» Work instructions
Instruction for the entries that follow: retype exactly the lines from the line with "their reply address." to the line with "let mut failures = Vec::new();", both included, and omit all others.
─── Extracted records ───
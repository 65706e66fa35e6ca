//! Topic-based listener registry and fan-out.
//!
//! Maps each [`Address`] to the listeners registered on it, via `DashMap`
//! for lock-free concurrent registration and lookup. Delivery is
//! synchronous, in registration order, against a snapshot of the listeners
//! present at the moment of the call -- listeners added mid-delivery are
//! first invoked on the next publish.

use std::sync::Arc;

use dashmap::DashMap;
use tracing::{debug, warn};
use uplink_core::{Address, Attributes, Listener, Payload};

/// Error returned by listener registry operations.
#[derive(Debug, Clone, PartialEq, Eq, thiserror::Error)]
pub enum RegistryError {
    /// The (address, listener) pair is not currently registered.
    #[error("no such listener registered on {address}")]
    NotFound {
        /// Canonical form of the address the caller targeted.
        address: String,
    },
}

/// One listener's failure during fan-out.
#[derive(Debug, Clone, PartialEq, Eq)]
pub struct DeliveryFailure {
    /// Position of the failing listener in registration order.
    pub listener_index: usize,
    /// Rendered failure cause.
    pub reason: String,
}

/// Outcome of a single publish: how many listeners were invoked and which
/// of them failed. Fan-out never short-circuits, so `failures` can hold
/// more than one entry.
#[derive(Debug, Clone, PartialEq, Eq, Default)]
pub struct DeliveryReport {
    /// Number of listeners in the delivery snapshot.
    pub attempted: usize,
    /// Failures in registration order.
    pub failures: Vec<DeliveryFailure>,
}

impl DeliveryReport {
    /// Whether every listener (possibly zero) accepted the envelope.
    #[must_use]
    pub fn is_ok(&self) -> bool {
        self.failures.is_empty()
    }

    /// The earliest failure, if any -- what a publisher reports.
    #[must_use]
    pub fn first_failure(&self) -> Option<&DeliveryFailure> {
        self.failures.first()
    }
}

/// Concurrent topic -> listeners map with snapshot fan-out.
#[derive(Default)]
pub struct DispatchRegistry {
    topics: DashMap<Address, Vec<Arc<dyn Listener>>>,
}

impl DispatchRegistry {
    /// Creates an empty registry.
    #[must_use]
    pub fn new() -> Self {
        Self::default()
    }

    /// Registers `listener` on `address`, in registration order.
    ///
    /// Returns `true` if the pair was newly registered. Registering the
    /// identical pair twice (same `Arc` identity) is an idempotent no-op
    /// returning `false` -- it never duplicates delivery.
    pub fn register(&self, address: Address, listener: Arc<dyn Listener>) -> bool {
        let mut listeners = self.topics.entry(address).or_default();
        if listeners.iter().any(|known| Arc::ptr_eq(known, &listener)) {
            debug!(count = listeners.len(), "listener already registered");
            return false;
        }
        listeners.push(listener);
        true
    }

    /// Removes `listener` from `address`.
    ///
    /// Removing the last listener for an address prunes the address entry.
    ///
    /// # Errors
    ///
    /// [`RegistryError::NotFound`] if the pair is not currently registered.
    pub fn unregister(
        &self,
        address: &Address,
        listener: &Arc<dyn Listener>,
    ) -> Result<(), RegistryError> {
        let not_found = || RegistryError::NotFound {
            address: address.to_string(),
        };

        let removed = {
            let mut listeners = self.topics.get_mut(address).ok_or_else(not_found)?;
            let before = listeners.len();
            listeners.retain(|known| !Arc::ptr_eq(known, listener));
            before != listeners.len()
        };
        if !removed {
            return Err(not_found());
        }
        self.topics
            .remove_if(address, |_, listeners| listeners.is_empty());
        Ok(())
    }

    /// Delivers to every listener registered on `address` at the moment of
    /// the call, in registration order.
    ///
    /// A failing listener never stops fan-out; all failures are collected
    /// into the report. Zero registered listeners is a valid steady state
    /// and reports OK.
    pub fn publish(
        &self,
        address: &Address,
        payload: &Payload,
        attributes: &Attributes,
    ) -> DeliveryReport {
        self.dispatch(address, address, payload, attributes)
    }

    /// Like [`publish`](Self::publish), but looks listeners up under `key`
    /// while handing them `address` as the envelope's own address. Used for
    /// inbound requests, which are routed by their sink but received with
    /// their reply address.
    pub fn dispatch(
        &self,
        key: &Address,
        address: &Address,
        payload: &Payload,
        attributes: &Attributes,
    ) -> DeliveryReport {
        let snapshot: Vec<Arc<dyn Listener>> = self
            .topics
            .get(key)
            .map(|listeners| listeners.value().clone())
            .unwrap_or_default();

        let mut failures = Vec::new();
        for (listener_index, listener) in snapshot.iter().enumerate() {
            if let Err(cause) = listener.on_receive(address, payload, attributes) {
                warn!(%address, listener_index, %cause, "listener rejected delivery");
                failures.push(DeliveryFailure {
                    listener_index,
                    reason: format!("{cause:#}"),
                });
            }
        }
        debug!(%key, attempted = snapshot.len(), failed = failures.len(), "dispatched");
        DeliveryReport {
            attempted: snapshot.len(),
            failures,
        }
    }

    /// Number of listeners currently registered on `address`.
    #[must_use]
    pub fn listener_count(&self, address: &Address) -> usize {
        self.topics
            .get(address)
            .map_or(0, |listeners| listeners.len())
    }

    /// Number of addresses with at least one listener.
    #[must_use]
    pub fn topic_count(&self) -> usize {
        self.topics.len()
    }
}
───
» Answer section
    /// their reply address.
    pub fn dispatch(
        &self,
        key: &Address,
        address: &Address,
        payload: &Payload,
        attributes: &Attributes,
    ) -> DeliveryReport {
        let snapshot: Vec<Arc<dyn Listener>> = self
            .topics
            .get(key)
            .map(|listeners| listeners.value().clone())
            .unwrap_or_default();

        let mut failures = Vec::new();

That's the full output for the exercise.